In Whose Dim Shadow is a 1935 detective novel written by the British author Alfred Walter Stewart, published under his pseudonym J.J. Connington. It is the tenth in his series of novels featuring the Golden Age Detective Chief Constable Sir Clinton Driffield, the Chief Constable of a rural English county. The title comes from a line in The Battle of Lake Regillus in Thomas Babington Macaulay's Lays of Ancient Rome. It was published in the United States by Little, Brown under the alternative title The Tau Cross Mystery.

==Synopsis==
A man is shot dead in an empty apartment in the block of flats where he lives. Investigations soon prove he was a leading a double life, married to two different woman and a victim of blackmail. It appears he lay in wait in an attempt to kill his blackmailer, but was got at first. Sir Clinton tries to whittle down those potentially linked to the crime including the dead man's original French wife, her brother-in-law, a charismatic young clergyman and a freelance journalist.

==Bibliography==
- Barzun, Jacques & Taylor, Wendell Hertig. A Catalogue of Crime. Harper & Row, 1989.
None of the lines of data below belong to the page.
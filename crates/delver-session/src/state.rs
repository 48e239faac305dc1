use chrono::{DateTime, Utc};
use delver_core::{DelverError, DelverResult};
use serde::{Deserialize, Serialize};
use uuid::Uuid;

/// Where a conversation is in its query → answers → run cycle.
#[derive(Debug, Clone, Copy, PartialEq, Eq, Default, Serialize, Deserialize)]
#[serde(rename_all = "snake_case")]
pub enum ConversationStage {
    /// The next message is a new research query.
    #[default]
    AwaitingQuery,
    /// The next message answers the pending clarifying questions.
    AwaitingAnswers,
    /// A pipeline run is in flight; new messages are turned away.
    Running,
}

impl std::fmt::Display for ConversationStage {
    fn fmt(&self, f: &mut std::fmt::Formatter<'_>) -> std::fmt::Result {
        match self {
            ConversationStage::AwaitingQuery => write!(f, "awaiting_query"),
            ConversationStage::AwaitingAnswers => write!(f, "awaiting_answers"),
            ConversationStage::Running => write!(f, "running"),
        }
    }
}

/// Caller-owned state of one research conversation.
///
/// Passed into every turn and returned updated. Transitions go through the
/// methods below, which reject moves the stage does not allow.
#[derive(Debug, Clone, PartialEq, Serialize, Deserialize)]
pub struct ConversationState {
    /// Session id, stable across resets.
    pub id: Uuid,
    /// Where the conversation is.
    pub stage: ConversationStage,
    /// The query of the current cycle, empty while awaiting one.
    pub query: String,
    /// Pending clarifying questions, in presentation order.
    pub questions: Vec<String>,
    /// Output of the in-progress run. Append-only until the run ends.
    pub buffer: Vec<String>,
    /// When the session started.
    pub created_at: DateTime<Utc>,
    /// Last transition.
    pub updated_at: DateTime<Utc>,
}

impl ConversationState {
    /// A fresh session awaiting its first query.
    pub fn new() -> Self {
        let now = Utc::now();
        Self {
            id: Uuid::new_v4(),
            stage: ConversationStage::AwaitingQuery,
            query: String::new(),
            questions: Vec::new(),
            buffer: Vec::new(),
            created_at: now,
            updated_at: now,
        }
    }

    /// True while a run is in flight.
    pub fn is_busy(&self) -> bool {
        self.stage == ConversationStage::Running
    }

    /// Return to `AwaitingQuery`, dropping the query, questions and buffer.
    /// The session id is kept.
    pub fn reset(&mut self) {
        self.stage = ConversationStage::AwaitingQuery;
        self.query.clear();
        self.questions.clear();
        self.buffer.clear();
        self.touch();
    }

    /// `AwaitingQuery` → `AwaitingAnswers`.
    pub fn await_answers(
        &mut self,
        query: impl Into<String>,
        questions: Vec<String>,
    ) -> DelverResult<()> {
        self.expect_stage(ConversationStage::AwaitingQuery)?;
        if questions.is_empty() {
            return Err(DelverError::Session(
                "cannot await answers without questions".to_string(),
            ));
        }
        self.stage = ConversationStage::AwaitingAnswers;
        self.query = query.into();
        self.questions = questions;
        self.touch();
        Ok(())
    }

    /// `AwaitingQuery` or `AwaitingAnswers` → `Running`.
    pub fn begin_run(&mut self, query: impl Into<String>) -> DelverResult<()> {
        if self.is_busy() {
            return Err(DelverError::Session(
                "a research run is already in progress".to_string(),
            ));
        }
        self.stage = ConversationStage::Running;
        self.query = query.into();
        self.buffer.clear();
        self.touch();
        Ok(())
    }

    /// Append one chunk of run output.
    pub fn push_output(&mut self, chunk: impl Into<String>) {
        self.buffer.push(chunk.into());
        self.touch();
    }

    /// The buffer as one displayable string.
    pub fn rendered_output(&self) -> String {
        self.buffer.join("\n\n")
    }

    /// `Running` → `AwaitingQuery`.
    pub fn finish_run(&mut self) -> DelverResult<()> {
        self.expect_stage(ConversationStage::Running)?;
        self.reset();
        Ok(())
    }

    fn expect_stage(&self, expected: ConversationStage) -> DelverResult<()> {
        if self.stage == expected {
            Ok(())
        } else {
            Err(DelverError::Session(format!(
                "expected stage {expected}, session is {}",
                self.stage
            )))
        }
    }

    fn touch(&mut self) {
        self.updated_at = Utc::now();
    }
}

impl Default for ConversationState {
    fn default() -> Self {
        Self::new()
    }
}
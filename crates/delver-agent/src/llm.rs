use crate::backends::claude::ClaudeBackend;
use crate::backends::openai::OpenAiBackend;
use crate::config::{LlmProvider, ModelConfig};
use crate::service::{InferenceService, StageAgent};
use async_trait::async_trait;
use delver_core::DelverResult;
use std::time::Instant;
use tracing::{info, warn};

/// Inference client that dispatches to the configured provider backend.
///
/// To add a new provider: implement `InferenceService` in `backends/` and
/// wire it here.
pub struct InferenceClient {
    backend: Box<dyn InferenceService>,
}

impl InferenceClient {
    /// Build the backend for `config.provider`, resolving the API key from
    /// the environment when the config leaves it empty.
    pub fn new(mut config: ModelConfig) -> DelverResult<Self> {
        config.resolve_api_key()?;
        let backend: Box<dyn InferenceService> = match config.provider {
            LlmProvider::Claude => Box::new(ClaudeBackend::new(config)?),
            LlmProvider::OpenAi | LlmProvider::OpenRouter | LlmProvider::Groq => {
                Box::new(OpenAiBackend::new(config)?)
            }
        };
        Ok(Self { backend })
    }
}

#[async_trait]
impl InferenceService for InferenceClient {
    async fn invoke(&self, agent: &StageAgent, prompt: &str) -> DelverResult<serde_json::Value> {
        let start = Instant::now();
        let result = self.backend.invoke(agent, prompt).await;
        let elapsed_ms = start.elapsed().as_millis() as u64;
        match &result {
            Ok(_) => info!(agent = %agent.name, elapsed_ms, "Inference call completed"),
            Err(e) => warn!(agent = %agent.name, elapsed_ms, error = %e, "Inference call failed"),
        }
        result
    }
}
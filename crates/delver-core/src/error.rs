use thiserror::Error;

/// A convenience `Result` alias using [`DelverError`].
pub type DelverResult<T> = Result<T, DelverError>;

/// Top-level error type for Delver.
///
/// Each variant corresponds to a subsystem that can produce errors.
#[derive(Error, Debug)]
pub enum DelverError {
    /// The inference service failed: transport, timeout, HTTP status or an
    /// output that does not match the expected shape.
    #[error("Inference error: {0}")]
    Inference(String),

    /// An error from an outbound HTTP request that never reached the service.
    #[error("HTTP error: {0}")]
    Http(String),

    /// An error in configuration parsing or validation.
    #[error("Config error: {0}")]
    Config(String),

    /// An error related to conversation state.
    #[error("Session error: {0}")]
    Session(String),

    /// An error raised by the research pipeline itself.
    #[error("Orchestrator error: {0}")]
    Orchestrator(String),

    /// A JSON serialization or deserialization error.
    #[error("JSON error: {0}")]
    Json(#[from] serde_json::Error),

    /// A standard I/O error.
    #[error("IO error: {0}")]
    Io(#[from] std::io::Error),
}

impl DelverError {
    /// Whether this error came from the inference service boundary.
    pub fn is_service_error(&self) -> bool {
        matches!(self, DelverError::Inference(_) | DelverError::Http(_))
    }
}
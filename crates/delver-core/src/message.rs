use chrono::{DateTime, Utc};
use serde::{Deserialize, Serialize};
use uuid::Uuid;

/// The role of the participant that authored a [`Message`].
#[derive(Debug, Clone, Copy, Serialize, Deserialize, PartialEq, Eq)]
#[serde(rename_all = "lowercase")]
pub enum Role {
    /// A human end-user.
    User,
    /// The research assistant.
    Assistant,
}

/// A single entry in a conversation transcript.
#[derive(Debug, Clone, Serialize, Deserialize)]
pub struct Message {
    /// Unique identifier for this message.
    pub id: Uuid,
    /// The role of the message author.
    pub role: Role,
    /// The textual content of the message.
    pub content: String,
    /// UTC timestamp of when the message was created.
    pub timestamp: DateTime<Utc>,
}

impl Message {
    /// Creates a new message with the given role and content.
    pub fn new(role: Role, content: impl Into<String>) -> Self {
        Self {
            id: Uuid::new_v4(),
            role,
            content: content.into(),
            timestamp: Utc::now(),
        }
    }

    /// Creates a new message with [`Role::User`].
    pub fn user(content: impl Into<String>) -> Self {
        Self::new(Role::User, content)
    }

    /// Creates a new message with [`Role::Assistant`].
    pub fn assistant(content: impl Into<String>) -> Self {
        Self::new(Role::Assistant, content)
    }
}
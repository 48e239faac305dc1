//! Conversation state for turn-based research sessions.
//!
//! A [`ConversationState`] is a plain value owned by the caller: it is passed
//! into every turn and handed back updated, so sessions never share state.

/// Conversation stage and state value.
pub mod state;

pub use state::{ConversationStage, ConversationState};
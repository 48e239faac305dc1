use crate::clarification::format_question_list;
use crate::engine::ResearchManager;
use crate::types::{ClarifyingQuestionSet, ResearchQuery};
use delver_core::{DelverError, DelverResult, Message};
use delver_session::{ConversationStage, ConversationState};
use futures_util::StreamExt;
use std::sync::Arc;
use tokio::sync::mpsc;
use tokio_stream::wrappers::ReceiverStream;
use tracing::{info, warn};

/// Reply to any message that arrives while a run is in flight.
pub const BUSY_NOTICE: &str = "Please wait for the current task to finish.";

/// Snapshot delivered to the caller each time a turn makes progress.
#[derive(Debug, Clone)]
pub struct TurnUpdate {
    /// The full transcript including this turn's messages.
    pub transcript: Vec<Message>,
    /// Session state to pass into the next turn.
    pub state: ConversationState,
}

/// Incremental updates for one turn. The last `Ok` item carries the state
/// to pass into the next turn.
pub type TurnStream = ReceiverStream<DelverResult<TurnUpdate>>;

/// Drives the research pipeline one chat message at a time.
///
/// State is never stored here: each turn takes the caller's transcript and
/// [`ConversationState`] by value and streams back updated copies.
#[derive(Clone)]
pub struct ConversationDriver {
    manager: Arc<ResearchManager>,
}

impl ConversationDriver {
    /// A driver over `manager`.
    pub fn new(manager: Arc<ResearchManager>) -> Self {
        Self { manager }
    }

    /// A fresh session, awaiting its first query.
    pub fn start_session(&self) -> ConversationState {
        ConversationState::new()
    }

    /// Handle one incoming message.
    ///
    /// The turn runs on its own task and finishes even if the stream is
    /// dropped. A failed stage first delivers a notice with the state reset
    /// to `AwaitingQuery`, then the error.
    pub fn turn(
        &self,
        message: impl Into<String>,
        transcript: Vec<Message>,
        state: ConversationState,
    ) -> TurnStream {
        let (tx, rx) = mpsc::channel(16);
        let manager = self.manager.clone();
        let message = message.into();

        tokio::spawn(async move {
            let mut turn = Turn {
                transcript,
                state,
                tx,
            };
            if let Err(e) = turn.drive(&manager, message).await {
                let _ = turn.tx.send(Err(e)).await;
            }
        });

        ReceiverStream::new(rx)
    }

    /// Run a turn to completion and return its final update.
    pub async fn respond(
        &self,
        message: impl Into<String>,
        transcript: Vec<Message>,
        state: ConversationState,
    ) -> DelverResult<TurnUpdate> {
        let mut updates = self.turn(message, transcript, state);
        let mut last = None;
        while let Some(update) = updates.next().await {
            last = Some(update?);
        }
        last.ok_or_else(|| DelverError::Session("turn ended without an update".to_string()))
    }
}

struct Turn {
    transcript: Vec<Message>,
    state: ConversationState,
    tx: mpsc::Sender<DelverResult<TurnUpdate>>,
}

impl Turn {
    async fn drive(&mut self, manager: &ResearchManager, message: String) -> DelverResult<()> {
        self.transcript.push(Message::user(message.clone()));

        match self.state.stage {
            ConversationStage::Running => {
                info!(session_id = %self.state.id, "Research in progress, rejecting message");
                self.transcript.push(Message::assistant(BUSY_NOTICE));
                self.emit().await;
                Ok(())
            }
            ConversationStage::AwaitingQuery => {
                let questions = match manager.get_clarifying_questions(&message).await {
                    Ok(questions) => questions,
                    Err(e) => return Err(self.fail(e).await),
                };
                if questions.is_empty() {
                    self.run(manager, ResearchQuery::new(message)).await
                } else {
                    let list = format_question_list(questions.as_slice());
                    self.state.await_answers(message, questions.into_vec())?;
                    self.transcript.push(Message::assistant(list));
                    self.emit().await;
                    Ok(())
                }
            }
            ConversationStage::AwaitingAnswers => {
                let questions = ClarifyingQuestionSet::new(self.state.questions.clone());
                let query =
                    ResearchQuery::from_answers(self.state.query.clone(), &questions, &message);
                self.run(manager, query).await
            }
        }
    }

    async fn run(&mut self, manager: &ResearchManager, query: ResearchQuery) -> DelverResult<()> {
        self.state.begin_run(query.text())?;
        self.transcript.push(Message::assistant("Researching..."));
        let reply = self.transcript.len() - 1;
        self.emit().await;

        let mut events = manager.run(query);
        while let Some(event) = events.next().await {
            match event {
                Ok(event) => {
                    self.state.push_output(event.to_string());
                    if let Some(msg) = self.transcript.get_mut(reply) {
                        msg.content = self.state.rendered_output();
                    }
                    self.emit().await;
                }
                Err(e) => return Err(self.fail(e).await),
            }
        }

        self.state.finish_run()?;
        self.emit().await;
        Ok(())
    }

    /// Reset the session and report the failure before handing it back.
    async fn fail(&mut self, e: DelverError) -> DelverError {
        warn!(session_id = %self.state.id, error = %e, "Research failed");
        self.state.reset();
        self.transcript
            .push(Message::assistant(format!("Research failed: {e}")));
        self.emit().await;
        e
    }

    async fn emit(&self) {
        let update = TurnUpdate {
            transcript: self.transcript.clone(),
            state: self.state.clone(),
        };
        // A dropped receiver does not stop the turn.
        let _ = self.tx.send(Ok(update)).await;
    }
}
/// Anthropic messages API.
pub mod claude;
/// OpenAI-compatible chat completions.
pub mod openai;

use crate::config::ModelConfig;
use delver_core::{DelverError, DelverResult};
use std::time::Duration;

/// Build the HTTP client shared by a backend, with the configured
/// per-request timeout.
pub(crate) fn http_client(config: &ModelConfig) -> DelverResult<reqwest::Client> {
    reqwest::Client::builder()
        .timeout(Duration::from_secs(config.request_timeout_secs))
        .build()
        .map_err(|e| DelverError::Config(format!("failed to build HTTP client: {e}")))
}

/// Map a transport-level reqwest error into a service error.
pub(crate) fn transport_error(provider: &str, err: reqwest::Error) -> DelverError {
    if err.is_timeout() {
        DelverError::Inference(format!("{provider} request timed out: {err}"))
    } else {
        DelverError::Http(err.to_string())
    }
}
- Evans, Curtis. Masters of the "Humdrum" Mystery: Cecil John Charles Street, Freeman Wills Crofts, Alfred Walter Stewart and the British Detective Novel, 1920-1961. McFarland, 2014.
- Hubin, Allen J. Crime Fiction, 1749-1980: A Comprehensive Bibliography. Garland Publishing, 1984.
- Murphy, Bruce F. The Encyclopedia of Murder and Mystery. Springer, 1999.
- Reilly, John M. Twentieth Century Crime & Mystery Writers. Springer, 2015.